Formada em 2016 por apenas um único integrante, a banda consolidou-se como um dos principais nomes do Melodic Death/Doom Metal brasileiro pela originalidade sonora e complexidade melódica.

O criador Douglas Martins é um velho conhecido da cena metal brasileira. Entre 1996 e 2005 fez parte da banda Desdominus (Melodic Death/Black Metal). Atuando como guitarrista e vocalista, gravou o primeiro álbum do grupo intitulado Without Domain lançado em 2003.

Após um hiato na carreira musical, Douglas  voltou a ativa com o Deep Memories através do lançamento de um EP com duas canções intitulado In Too Deep…, que trouxe grande visibilidade à banda, possibilitando a assinatura de contratos para o lançamento mundial do futuro álbum  de estreia.

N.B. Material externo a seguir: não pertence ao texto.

//! Wire-element descriptors.
//!
//! An element-list schema is an ordered sequence of these descriptors; the
//! device emits one physical field per element, in sequence order. Field
//! spellings in the serialized form (`type`, `id`, `value`,
//! `format.dataencoding`, `format.order`) are fixed by the firmware parser.

use serde::Serialize;

/// Physical type of one wire element.
#[derive(Debug, Clone, Copy, PartialEq, Eq, Serialize)]
#[serde(rename_all = "lowercase")]
pub enum WireType {
    /// ASCII string field, optionally with a fixed literal value.
    String,
    /// Opaque binary chunk (images, calibration data).
    Blob,
    /// 32-bit unsigned integer field.
    Uint32,
    /// 32-bit IEEE float field.
    Float32,
}

/// Byte order of a binary-encoded numeric element.
#[derive(Debug, Clone, Copy, PartialEq, Eq, Serialize)]
#[serde(rename_all = "lowercase")]
pub enum ByteOrder {
    Little,
    Big,
}

/// Text-vs-binary encoding of an element's payload.
#[derive(Debug, Clone, Copy, PartialEq, Eq, Serialize)]
#[serde(rename_all = "lowercase")]
pub enum DataEncoding {
    Ascii,
    Binary,
}

/// Per-element encoding metadata.
///
/// Elements without one inherit the document's default encoding.
#[derive(Debug, Clone, Copy, PartialEq, Eq, Serialize)]
pub struct WireFormat {
    pub dataencoding: DataEncoding,
    pub order: ByteOrder,
}

impl WireFormat {
    /// Binary little-endian, the encoding of all numeric sub-elements.
    pub const BINARY_LITTLE: WireFormat = WireFormat {
        dataencoding: DataEncoding::Binary,
        order: ByteOrder::Little,
    };
}

/// One physical element in a device output schema.
#[derive(Debug, Clone, Copy, PartialEq, Eq, Serialize)]
pub struct WireElement {
    #[serde(rename = "type")]
    pub wire_type: WireType,
    pub id: &'static str,
    #[serde(skip_serializing_if = "Option::is_none")]
    pub value: Option<&'static str>,
    #[serde(skip_serializing_if = "Option::is_none")]
    pub format: Option<WireFormat>,
}

impl WireElement {
    /// An opaque binary chunk identified by its frame-layout id.
    pub const fn blob(id: &'static str) -> Self {
        Self {
            wire_type: WireType::Blob,
            id,
            value: None,
            format: None,
        }
    }

    /// A string element carrying a fixed literal value.
    pub const fn marker(id: &'static str, value: &'static str) -> Self {
        Self {
            wire_type: WireType::String,
            id,
            value: Some(value),
            format: None,
        }
    }

    /// A binary little-endian uint32 sub-field.
    pub const fn uint32_le(id: &'static str) -> Self {
        Self {
            wire_type: WireType::Uint32,
            id,
            value: None,
            format: Some(WireFormat::BINARY_LITTLE),
        }
    }

    /// A binary little-endian float32 sub-field.
    pub const fn float32_le(id: &'static str) -> Self {
        Self {
            wire_type: WireType::Float32,
            id,
            value: None,
            format: Some(WireFormat::BINARY_LITTLE),
        }
    }
}

/// The wire elements one channel contributes to a schema.
///
/// Most channels map to a single element. A few expand into a fixed group —
/// a textual label followed by numeric sub-fields — whose internal order is
/// part of the wire contract.
#[derive(Debug, Clone, Copy, PartialEq, Eq)]
pub enum ChannelElements {
    Single(WireElement),
    Group(&'static [WireElement]),
}

impl ChannelElements {
    /// Expand into the ordered element sequence this entry contributes.
    ///
    /// Groups keep their declared order; nothing is ever reordered.
    pub fn as_slice(&self) -> &[WireElement] {
        match self {
            ChannelElements::Single(element) => std::slice::from_ref(element),
            ChannelElements::Group(elements) => elements,
        }
    }
}

#[cfg(test)]
mod tests {
    use super::*;

    #[test]
    fn single_expands_to_one_element() {
        let entry = ChannelElements::Single(WireElement::blob("distance_image"));
        let elements = entry.as_slice();
        assert_eq!(elements.len(), 1);
        assert_eq!(elements[0].id, "distance_image");
    }

    #[test]
    fn group_expands_in_declared_order() {
        const GROUP: &[WireElement] = &[
            WireElement::marker("label", "label"),
            WireElement::uint32_le("a"),
            WireElement::uint32_le("b"),
        ];
        let entry = ChannelElements::Group(GROUP);
        let ids: Vec<&str> = entry.as_slice().iter().map(|e| e.id).collect();
        assert_eq!(ids, vec!["label", "a", "b"]);
    }

    #[test]
    fn blob_serializes_without_optional_fields() {
        let json = serde_json::to_string(&WireElement::blob("confidence_image")).unwrap();
        assert_eq!(json, r#"{"type":"blob","id":"confidence_image"}"#);
    }

    #[test]
    fn marker_serializes_with_literal_value() {
        let json = serde_json::to_string(&WireElement::marker("start_string", "star")).unwrap();
        assert_eq!(json, r#"{"type":"string","id":"start_string","value":"star"}"#);
    }

    #[test]
    fn numeric_sub_field_serializes_with_format() {
        let json = serde_json::to_string(&WireElement::uint32_le("exposure_time_1")).unwrap();
        assert_eq!(
            json,
            r#"{"type":"uint32","id":"exposure_time_1","format":{"dataencoding":"binary","order":"little"}}"#
        );

        let json = serde_json::to_string(&WireElement::float32_le("temp_illu")).unwrap();
        assert_eq!(
            json,
            r#"{"type":"float32","id":"temp_illu","format":{"dataencoding":"binary","order":"little"}}"#
        );
    }
}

Trabalho este, que veria a luz do dia em 2018. Rebuilding The Future causou uma impressão muito positiva, recebendo na época elogios e altas avaliações da imprensa especializada, tornando-se em pouco tempo em um grande classico do Doom Metal brasileiro.

Em junho de 2019, o Deep Memories participou de uma compilação em DVD chamada Imperative Music Compilation Vol#16 ao lado de bandas como o Belphegor, Vader e Suffocation.

Pois bem meus amigos, eis que agora tenho em mãos o segundo trabalho do projeto. Te convido a vir pelos próximos parágrafo junto a mim e juntos descobrirmos o que este disco pode nos oferecer…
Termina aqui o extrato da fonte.